• **EXTRACTED ENTRIES**:
====================

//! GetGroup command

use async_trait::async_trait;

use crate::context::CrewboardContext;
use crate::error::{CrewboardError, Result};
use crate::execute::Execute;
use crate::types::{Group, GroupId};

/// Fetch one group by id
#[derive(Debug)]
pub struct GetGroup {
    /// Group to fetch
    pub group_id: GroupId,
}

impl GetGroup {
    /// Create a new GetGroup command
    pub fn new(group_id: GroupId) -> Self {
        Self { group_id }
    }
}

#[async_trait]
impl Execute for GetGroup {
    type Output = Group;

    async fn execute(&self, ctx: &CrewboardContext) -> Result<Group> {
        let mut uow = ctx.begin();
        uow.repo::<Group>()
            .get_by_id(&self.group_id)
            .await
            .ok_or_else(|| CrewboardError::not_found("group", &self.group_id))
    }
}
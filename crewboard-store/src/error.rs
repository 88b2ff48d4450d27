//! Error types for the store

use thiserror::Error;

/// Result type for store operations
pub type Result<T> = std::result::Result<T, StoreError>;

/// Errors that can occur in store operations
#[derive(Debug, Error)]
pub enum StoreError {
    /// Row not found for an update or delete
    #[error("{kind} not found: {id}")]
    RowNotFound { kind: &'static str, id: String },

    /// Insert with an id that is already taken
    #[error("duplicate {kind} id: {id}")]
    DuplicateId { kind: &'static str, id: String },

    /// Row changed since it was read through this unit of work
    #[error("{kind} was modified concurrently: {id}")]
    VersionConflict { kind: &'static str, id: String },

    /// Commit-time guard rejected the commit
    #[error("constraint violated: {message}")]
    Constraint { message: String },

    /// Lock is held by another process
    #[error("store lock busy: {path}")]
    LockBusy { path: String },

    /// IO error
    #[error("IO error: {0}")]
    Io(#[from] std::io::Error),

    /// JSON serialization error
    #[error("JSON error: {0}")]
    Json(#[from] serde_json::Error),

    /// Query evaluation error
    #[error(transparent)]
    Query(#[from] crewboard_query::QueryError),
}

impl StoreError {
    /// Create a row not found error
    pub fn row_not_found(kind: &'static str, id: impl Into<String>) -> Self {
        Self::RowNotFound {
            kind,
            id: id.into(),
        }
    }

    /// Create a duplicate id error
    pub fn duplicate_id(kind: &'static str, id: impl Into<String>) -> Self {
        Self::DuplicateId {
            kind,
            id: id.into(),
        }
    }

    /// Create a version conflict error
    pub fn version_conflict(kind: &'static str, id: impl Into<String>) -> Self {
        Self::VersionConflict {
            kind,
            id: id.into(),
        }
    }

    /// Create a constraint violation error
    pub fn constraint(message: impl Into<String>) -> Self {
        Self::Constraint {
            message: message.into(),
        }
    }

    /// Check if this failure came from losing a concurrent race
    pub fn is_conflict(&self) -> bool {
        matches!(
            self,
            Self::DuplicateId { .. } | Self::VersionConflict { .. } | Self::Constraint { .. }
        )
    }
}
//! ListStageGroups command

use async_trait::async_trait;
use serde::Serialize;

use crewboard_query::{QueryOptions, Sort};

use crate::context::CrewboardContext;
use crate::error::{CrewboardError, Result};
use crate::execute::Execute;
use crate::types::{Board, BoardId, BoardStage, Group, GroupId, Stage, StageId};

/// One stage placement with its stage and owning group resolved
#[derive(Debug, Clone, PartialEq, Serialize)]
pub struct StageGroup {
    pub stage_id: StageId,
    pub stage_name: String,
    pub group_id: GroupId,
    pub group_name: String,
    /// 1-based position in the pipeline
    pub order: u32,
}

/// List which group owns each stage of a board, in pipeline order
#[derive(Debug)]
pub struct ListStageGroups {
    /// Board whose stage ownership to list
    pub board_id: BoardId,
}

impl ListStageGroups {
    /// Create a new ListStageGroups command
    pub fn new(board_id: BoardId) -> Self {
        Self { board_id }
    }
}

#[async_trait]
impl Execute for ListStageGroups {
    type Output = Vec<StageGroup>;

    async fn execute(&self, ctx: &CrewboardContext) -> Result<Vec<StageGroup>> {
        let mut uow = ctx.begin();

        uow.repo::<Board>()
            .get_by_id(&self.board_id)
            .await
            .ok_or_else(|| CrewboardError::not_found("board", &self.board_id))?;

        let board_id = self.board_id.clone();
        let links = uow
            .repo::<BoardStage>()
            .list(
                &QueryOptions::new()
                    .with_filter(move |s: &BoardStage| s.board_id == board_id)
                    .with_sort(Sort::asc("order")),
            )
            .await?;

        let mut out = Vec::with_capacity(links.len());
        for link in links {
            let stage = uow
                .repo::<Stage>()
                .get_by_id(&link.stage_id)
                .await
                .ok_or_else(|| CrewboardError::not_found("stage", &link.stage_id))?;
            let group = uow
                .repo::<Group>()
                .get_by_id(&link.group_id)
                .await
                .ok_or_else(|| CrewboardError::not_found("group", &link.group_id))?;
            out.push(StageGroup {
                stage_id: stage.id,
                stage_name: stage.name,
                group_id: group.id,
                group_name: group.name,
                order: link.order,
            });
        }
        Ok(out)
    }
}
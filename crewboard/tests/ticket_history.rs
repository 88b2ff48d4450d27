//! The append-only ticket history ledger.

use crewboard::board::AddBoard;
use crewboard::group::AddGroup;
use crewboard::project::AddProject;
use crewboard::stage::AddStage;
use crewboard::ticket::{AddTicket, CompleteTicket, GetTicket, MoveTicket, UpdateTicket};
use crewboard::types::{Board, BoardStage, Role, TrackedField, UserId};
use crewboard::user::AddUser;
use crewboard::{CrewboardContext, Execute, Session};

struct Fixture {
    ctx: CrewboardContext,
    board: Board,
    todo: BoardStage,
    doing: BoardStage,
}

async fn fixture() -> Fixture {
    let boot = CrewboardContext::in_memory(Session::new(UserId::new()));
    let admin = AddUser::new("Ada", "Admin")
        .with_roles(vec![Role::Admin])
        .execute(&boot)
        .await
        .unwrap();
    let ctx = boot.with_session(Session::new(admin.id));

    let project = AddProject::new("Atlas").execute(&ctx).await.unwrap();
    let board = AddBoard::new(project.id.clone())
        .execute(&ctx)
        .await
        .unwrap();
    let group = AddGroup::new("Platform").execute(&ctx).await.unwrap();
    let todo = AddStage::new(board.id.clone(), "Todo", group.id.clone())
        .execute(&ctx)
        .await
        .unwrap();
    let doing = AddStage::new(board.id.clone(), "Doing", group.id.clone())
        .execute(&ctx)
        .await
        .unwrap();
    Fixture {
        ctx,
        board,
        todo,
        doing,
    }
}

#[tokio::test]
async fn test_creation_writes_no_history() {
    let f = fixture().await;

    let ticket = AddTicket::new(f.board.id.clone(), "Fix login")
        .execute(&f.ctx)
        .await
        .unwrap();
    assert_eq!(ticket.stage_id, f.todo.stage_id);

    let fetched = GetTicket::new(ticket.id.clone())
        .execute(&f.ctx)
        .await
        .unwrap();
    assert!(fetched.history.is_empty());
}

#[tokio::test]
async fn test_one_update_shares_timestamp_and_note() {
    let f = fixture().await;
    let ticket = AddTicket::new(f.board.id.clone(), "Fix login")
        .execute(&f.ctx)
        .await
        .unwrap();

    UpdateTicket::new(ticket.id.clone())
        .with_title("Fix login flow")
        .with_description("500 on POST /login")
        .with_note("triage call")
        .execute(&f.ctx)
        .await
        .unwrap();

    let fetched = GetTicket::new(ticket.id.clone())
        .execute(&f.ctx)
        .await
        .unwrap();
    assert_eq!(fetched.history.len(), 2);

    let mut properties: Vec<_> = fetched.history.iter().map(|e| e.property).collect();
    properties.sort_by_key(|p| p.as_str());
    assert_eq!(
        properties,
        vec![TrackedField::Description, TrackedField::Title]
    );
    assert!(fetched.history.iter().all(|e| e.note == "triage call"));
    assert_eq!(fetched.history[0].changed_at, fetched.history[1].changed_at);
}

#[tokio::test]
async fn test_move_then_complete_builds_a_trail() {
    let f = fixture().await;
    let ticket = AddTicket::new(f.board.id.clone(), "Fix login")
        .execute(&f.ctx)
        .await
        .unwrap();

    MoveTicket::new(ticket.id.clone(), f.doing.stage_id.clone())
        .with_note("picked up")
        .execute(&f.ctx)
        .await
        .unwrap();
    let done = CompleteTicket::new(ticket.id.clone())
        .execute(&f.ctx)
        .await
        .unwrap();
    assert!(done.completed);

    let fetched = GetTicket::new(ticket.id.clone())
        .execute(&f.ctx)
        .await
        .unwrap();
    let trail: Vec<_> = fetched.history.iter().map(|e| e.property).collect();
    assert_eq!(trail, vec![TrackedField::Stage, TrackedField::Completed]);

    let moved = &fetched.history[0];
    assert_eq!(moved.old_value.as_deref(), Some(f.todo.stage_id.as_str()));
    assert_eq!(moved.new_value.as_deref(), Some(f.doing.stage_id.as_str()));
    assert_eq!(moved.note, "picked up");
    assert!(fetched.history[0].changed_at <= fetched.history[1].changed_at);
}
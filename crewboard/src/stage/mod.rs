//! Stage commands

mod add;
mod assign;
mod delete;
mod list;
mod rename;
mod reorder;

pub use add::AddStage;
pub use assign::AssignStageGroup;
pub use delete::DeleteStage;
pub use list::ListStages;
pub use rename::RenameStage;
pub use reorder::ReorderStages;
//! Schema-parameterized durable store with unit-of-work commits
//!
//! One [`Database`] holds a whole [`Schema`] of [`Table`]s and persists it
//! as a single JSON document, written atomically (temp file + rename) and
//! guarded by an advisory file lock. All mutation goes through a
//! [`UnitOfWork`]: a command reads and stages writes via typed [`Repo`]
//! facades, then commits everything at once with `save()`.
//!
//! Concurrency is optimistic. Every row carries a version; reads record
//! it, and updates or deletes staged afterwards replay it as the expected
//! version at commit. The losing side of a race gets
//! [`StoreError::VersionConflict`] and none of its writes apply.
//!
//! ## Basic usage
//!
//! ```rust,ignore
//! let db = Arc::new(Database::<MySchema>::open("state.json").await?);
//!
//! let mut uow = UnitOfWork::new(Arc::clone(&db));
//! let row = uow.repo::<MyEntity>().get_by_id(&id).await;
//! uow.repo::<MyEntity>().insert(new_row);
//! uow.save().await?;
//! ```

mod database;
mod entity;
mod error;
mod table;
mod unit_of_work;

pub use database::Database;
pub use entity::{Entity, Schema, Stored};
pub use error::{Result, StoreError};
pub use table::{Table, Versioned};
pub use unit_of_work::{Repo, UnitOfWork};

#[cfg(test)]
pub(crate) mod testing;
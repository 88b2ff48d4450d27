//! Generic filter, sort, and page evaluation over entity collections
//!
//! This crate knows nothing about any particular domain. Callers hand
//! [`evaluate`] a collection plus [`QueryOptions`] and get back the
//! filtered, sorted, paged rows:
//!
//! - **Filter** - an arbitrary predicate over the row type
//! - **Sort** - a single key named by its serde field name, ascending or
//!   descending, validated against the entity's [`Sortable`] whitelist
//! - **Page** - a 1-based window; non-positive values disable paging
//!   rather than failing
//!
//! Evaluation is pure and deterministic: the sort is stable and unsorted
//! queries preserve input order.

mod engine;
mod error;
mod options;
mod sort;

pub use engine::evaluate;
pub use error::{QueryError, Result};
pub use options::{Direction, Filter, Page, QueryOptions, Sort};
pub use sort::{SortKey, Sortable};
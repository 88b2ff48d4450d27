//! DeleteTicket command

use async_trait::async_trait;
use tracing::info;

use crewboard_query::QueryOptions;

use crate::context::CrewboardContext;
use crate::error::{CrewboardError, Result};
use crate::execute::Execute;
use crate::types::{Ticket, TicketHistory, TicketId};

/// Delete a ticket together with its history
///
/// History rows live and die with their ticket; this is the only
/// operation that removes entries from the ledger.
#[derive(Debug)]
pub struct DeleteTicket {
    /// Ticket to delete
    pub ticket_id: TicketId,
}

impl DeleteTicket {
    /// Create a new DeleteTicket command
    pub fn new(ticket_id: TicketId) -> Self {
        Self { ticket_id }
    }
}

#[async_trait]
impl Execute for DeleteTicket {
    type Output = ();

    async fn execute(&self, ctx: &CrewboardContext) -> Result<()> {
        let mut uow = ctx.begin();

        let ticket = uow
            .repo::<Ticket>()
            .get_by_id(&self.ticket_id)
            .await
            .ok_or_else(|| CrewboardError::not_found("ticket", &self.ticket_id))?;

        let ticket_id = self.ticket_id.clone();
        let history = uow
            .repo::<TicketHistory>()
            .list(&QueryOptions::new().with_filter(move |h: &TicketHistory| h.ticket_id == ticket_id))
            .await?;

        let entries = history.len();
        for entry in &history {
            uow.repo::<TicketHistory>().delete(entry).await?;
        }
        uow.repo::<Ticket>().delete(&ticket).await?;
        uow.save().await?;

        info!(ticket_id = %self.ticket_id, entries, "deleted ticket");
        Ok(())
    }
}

====================

Look through the entries and find each line that has the string "operations". Copy those lines.

/// Result type for store operations
/// Errors that can occur in store operations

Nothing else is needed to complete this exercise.